Queria deixar isto bem claro.

8 de Abril, 2005 Carlos Esperança

O gozo de Deus

Deus, a julgar pelo que dele dizem os padres, deve andar eufórico a rebolar-se de gozo no Paraíso. Já não lhe bastava a companhia das almas que conseguiu antecipar com terramotos, guerras e doenças que enviou à Terra, teve ainda o brinde suplementar de receber recentemente alguns dos seus filhos mais dilectos.

Fique o Paraíso onde ficar, já lá chegou a Irmã Lúcia, de quem a mãe de Jesus era visita frequente, o Papa JP2 que a comunicação social transformou num santo homem e o príncipe Rainier III que governou o Mónaco 55 anos sem ter de suportar o incómodo jacobino de eleições.

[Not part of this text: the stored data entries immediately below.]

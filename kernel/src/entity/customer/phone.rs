use serde::{Deserialize, Serialize};
use vodca::{AsRefln, Fromln};

#[derive(Debug, Clone, PartialEq, Eq, Hash, Fromln, AsRefln, Serialize, Deserialize)]
pub struct CustomerPhone(String);

impl CustomerPhone {
    pub fn new(phone: impl Into<String>) -> Self {
        Self(phone.into())
    }
}
use crate::database::{DatabaseConnection, DependOnDatabaseConnection, Transaction};
use crate::entity::{Genre, GenreId};
use crate::KernelError;

#[async_trait::async_trait]
pub trait GenreModifier: 'static + Sync + Send {
    type Transaction: Transaction;
    async fn create(
        &self,
        con: &mut Self::Transaction,
        genre: &Genre,
    ) -> error_stack::Result<(), KernelError>;
    async fn update(
        &self,
        con: &mut Self::Transaction,
        genre: &Genre,
    ) -> error_stack::Result<(), KernelError>;
    async fn delete(
        &self,
        con: &mut Self::Transaction,
        genre_id: &GenreId,
    ) -> error_stack::Result<(), KernelError>;
}

pub trait DependOnGenreModifier: 'static + Sync + Send + DependOnDatabaseConnection {
    type GenreModifier: GenreModifier<
        Transaction = <Self::DatabaseConnection as DatabaseConnection>::Transaction,
    >;
    fn genre_modifier(&self) -> &Self::GenreModifier;
}
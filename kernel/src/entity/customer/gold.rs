use serde::{Deserialize, Serialize};
use vodca::{AsRefln, Fromln};

#[derive(Debug, Clone, Copy, Default, PartialEq, Eq, Hash, Fromln, AsRefln, Serialize, Deserialize)]
pub struct IsGold(bool);

impl IsGold {
    pub fn new(value: impl Into<bool>) -> Self {
        Self(value.into())
    }
}
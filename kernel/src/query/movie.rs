use crate::database::{DatabaseConnection, DependOnDatabaseConnection, Transaction};
use crate::entity::{Movie, MovieId};
use crate::KernelError;

#[async_trait::async_trait]
pub trait MovieQuery: 'static + Sync + Send {
    type Transaction: Transaction;
    /// Sorted by title.
    async fn find_all(
        &self,
        con: &mut Self::Transaction,
    ) -> error_stack::Result<Vec<Movie>, KernelError>;
    async fn find_by_id(
        &self,
        con: &mut Self::Transaction,
        id: &MovieId,
    ) -> error_stack::Result<Option<Movie>, KernelError>;
}

pub trait DependOnMovieQuery: 'static + Sync + Send + DependOnDatabaseConnection {
    type MovieQuery: MovieQuery<
        Transaction = <Self::DatabaseConnection as DatabaseConnection>::Transaction,
    >;
    fn movie_query(&self) -> &Self::MovieQuery;
}
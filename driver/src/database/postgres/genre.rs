use sqlx::PgConnection;
use uuid::Uuid;

use kernel::interface::query::GenreQuery;
use kernel::interface::update::GenreModifier;
use kernel::prelude::entity::{Genre, GenreId, GenreName};
use kernel::KernelError;

use crate::database::postgres::PostgresTransaction;
use crate::error::ConvertError;

pub struct PostgresGenreRepository;

#[async_trait::async_trait]
impl GenreQuery for PostgresGenreRepository {
    type Transaction = PostgresTransaction;

    async fn find_all(
        &self,
        con: &mut PostgresTransaction,
    ) -> error_stack::Result<Vec<Genre>, KernelError> {
        PgGenreInternal::find_all(con).await
    }

    async fn find_by_id(
        &self,
        con: &mut PostgresTransaction,
        id: &GenreId,
    ) -> error_stack::Result<Option<Genre>, KernelError> {
        PgGenreInternal::find_by_id(con, id).await
    }
}

#[async_trait::async_trait]
impl GenreModifier for PostgresGenreRepository {
    type Transaction = PostgresTransaction;

    async fn create(
        &self,
        con: &mut PostgresTransaction,
        genre: &Genre,
    ) -> error_stack::Result<(), KernelError> {
        PgGenreInternal::create(con, genre).await
    }

    async fn update(
        &self,
        con: &mut PostgresTransaction,
        genre: &Genre,
    ) -> error_stack::Result<(), KernelError> {
        PgGenreInternal::update(con, genre).await
    }

    async fn delete(
        &self,
        con: &mut PostgresTransaction,
        genre_id: &GenreId,
    ) -> error_stack::Result<(), KernelError> {
        PgGenreInternal::delete(con, genre_id).await
    }
}

#[derive(sqlx::FromRow)]
struct GenreRow {
    id: Uuid,
    name: String,
}

impl From<GenreRow> for Genre {
    fn from(value: GenreRow) -> Self {
        Genre::new(GenreId::new(value.id), GenreName::new(value.name))
    }
}

pub(in crate::database) struct PgGenreInternal;

impl PgGenreInternal {
    async fn find_all(con: &mut PgConnection) -> error_stack::Result<Vec<Genre>, KernelError> {
        let rows = sqlx::query_as::<_, GenreRow>(
            // language=postgresql
            r#"
            SELECT id, name
            FROM genres
            ORDER BY name
            "#,
        )
        .fetch_all(con)
        .await
        .convert_error()?;
        Ok(rows.into_iter().map(Genre::from).collect())
    }

    async fn find_by_id(
        con: &mut PgConnection,
        id: &GenreId,
    ) -> error_stack::Result<Option<Genre>, KernelError> {
        let row = sqlx::query_as::<_, GenreRow>(
            // language=postgresql
            r#"
            SELECT id, name
            FROM genres
            WHERE id = $1
            "#,
        )
        .bind(id.as_ref())
        .fetch_optional(con)
        .await
        .convert_error()?;
        Ok(row.map(Genre::from))
    }

    async fn create(con: &mut PgConnection, genre: &Genre) -> error_stack::Result<(), KernelError> {
        // language=postgresql
        sqlx::query(
            r#"
            INSERT INTO genres (id, name)
            VALUES ($1, $2)
            "#,
        )
        .bind(genre.id().as_ref())
        .bind(genre.name().as_ref())
        .execute(con)
        .await
        .convert_error()?;
        Ok(())
    }

    async fn update(con: &mut PgConnection, genre: &Genre) -> error_stack::Result<(), KernelError> {
        // language=postgresql
        sqlx::query(
            r#"
            UPDATE genres
            SET name = $2
            WHERE id = $1
            "#,
        )
        .bind(genre.id().as_ref())
        .bind(genre.name().as_ref())
        .execute(con)
        .await
        .convert_error()?;
        Ok(())
    }

    async fn delete(con: &mut PgConnection, id: &GenreId) -> error_stack::Result<(), KernelError> {
        // language=postgresql
        sqlx::query(
            r#"
            DELETE FROM genres
            WHERE id = $1
            "#,
        )
        .bind(id.as_ref())
        .execute(con)
        .await
        .convert_error()?;
        Ok(())
    }
}

#[cfg(test)]
mod test {
    use kernel::interface::database::{DatabaseConnection, Transaction};
    use kernel::interface::query::GenreQuery;
    use kernel::interface::update::GenreModifier;
    use kernel::prelude::entity::{Genre, GenreId, GenreName};
    use kernel::KernelError;

    use crate::database::postgres::{test_database, PostgresGenreRepository};

    #[test_with::env(POSTGRES_TEST)]
    #[tokio::test]
    async fn test() -> error_stack::Result<(), KernelError> {
        let db = test_database().await?;
        let mut con = db.transact().await?;
        let id = GenreId::new(uuid::Uuid::new_v4());

        let genre = Genre::new(id.clone(), GenreName::new("test"));
        PostgresGenreRepository.create(&mut con, &genre).await?;

        let found = PostgresGenreRepository.find_by_id(&mut con, &id).await?;
        assert_eq!(found, Some(genre.clone()));

        let genre = genre.reconstruct(|g| g.name = GenreName::new("test2"));
        PostgresGenreRepository.update(&mut con, &genre).await?;

        let found = PostgresGenreRepository.find_by_id(&mut con, &id).await?;
        assert_eq!(found, Some(genre));

        PostgresGenreRepository.delete(&mut con, &id).await?;
        let found = PostgresGenreRepository.find_by_id(&mut con, &id).await?;
        assert!(found.is_none());

        con.roll_back().await?;
        Ok(())
    }
}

Por outro lado, a comunicação social rendeu-se aos encantos do cadáver do representante de JC na Terra. Exibiu tantos cardeais que fez da púrpura a cor da moda; ouviu tantos bispos e monsenhores que transformou a voz da ICAR na voz do povo; transmitiu tantas missas, orações, terços e novenas que o mundo trocou o trabalho pela oração e a razão pela fé.

A força da ICAR fez sentir-se nas excursões de devotos que se dirigiram a Roma com o zelo dos muçulmanos em relação a Meca. A ansiedade de tocar o ataúde do Papa polaco foi tanta quanto a sofreguidão dos judeus ortodoxos às marradas no Muro das Lamentações.

Há muito que não se gastavam tantas velas com um só defunto, que o barulho dos sinos não azucrinava tanto os tímpanos, enfim, há muito que Deus não incomodava tanto. Nós, os ateus, ficámos siderados com tamanha devoção. Quatro milhões de devotos a caminho de Roma, em homenagem ao Papa, ultrapassaram os três milhões de portugueses que rejubilaram com a vitória de um tal Castelo Branco num concurso educativo da TVI – «A Quinta das Celebridades» – canal que piedosamente foi concedido ao Patriarca de Lisboa e que as vicissitudes do mercado levaram, então, à falência.

Antigamente a ICAR convertia os relapsos com a ameaça do Inferno e o temor dos autos-de-fé. Hoje, atrai-os com o brilho dos espectáculos fúnebres que encena com meticulosa e garrida coreografia. São dois mil anos de manha posta ao serviço da sobrevivência e da conquista do poder. Deus, na sua inexistência, é um mero pretexto para o êxito do negócio.

8 de Abril, 2005 Carlos Esperança

A morte de Rainier III

A morte de JP2 prejudicou gravemente a projecção mediática de outro espectáculo fúnebre encenado para Rainier III.
O Diário Ateísta não pode deixar de registar a morte de «um príncipe de direito divino», como o próprio se considerava.
Não surpreende que, na ausência da democracia, quem manda se desculpe, admira que quem obedece aceite a justificação.

O Mónaco é um país a fingir onde o príncipe defunto tinha o poder a sério. Autoritário e carrancudo conseguiu fazer-se amar pelos súbditos (na monarquia não há cidadãos) a quem proporcionou um raro bem-estar graças à indústria bancária e aos lucros dos casinos, especialmente o de Monte Carlo.

É natural que um príncipe de origem divina tenha transformado o Mónaco num Paraíso…fiscal. Deo juvante (Com a ajuda de Deus) – divisa familiar dos Grimaldi -, governou os sete mil monegascos (cerca de 20% dos habitantes do principado) cujo bem-estar depende da falta de escrúpulos com que afluem dinheiros de origem duvidosa de todo o Planeta.

O Príncipe, grande amigo de JP2, de quem recebeu uma bênção especial poucos dias antes do abençoador e do abençoado morrerem, foi sempre um excelente católico, temente a Deus e cumpridor dos sacramentos. Deus, por sua vez, pagou-lhe a devoção em numerário pelo que deixa uma enorme fortuna.

Os filhos, Carolina, Alberto e Stéphanie, além da sólida educação católica, sofreram marcada influência das hormonas. Assim, além da eucaristia, que sempre frequentaram, não se furtaram aos prazeres da carne. A igreja e a enxerga alternaram, a piedade e a libertinagem conviveram e uma das filhas preferia ter no quarto o guarda-costas ao oratório.

Nota: O catolicismo é a religião de Estado no Mónaco de acordo com a Constituição de 1962, em vigor.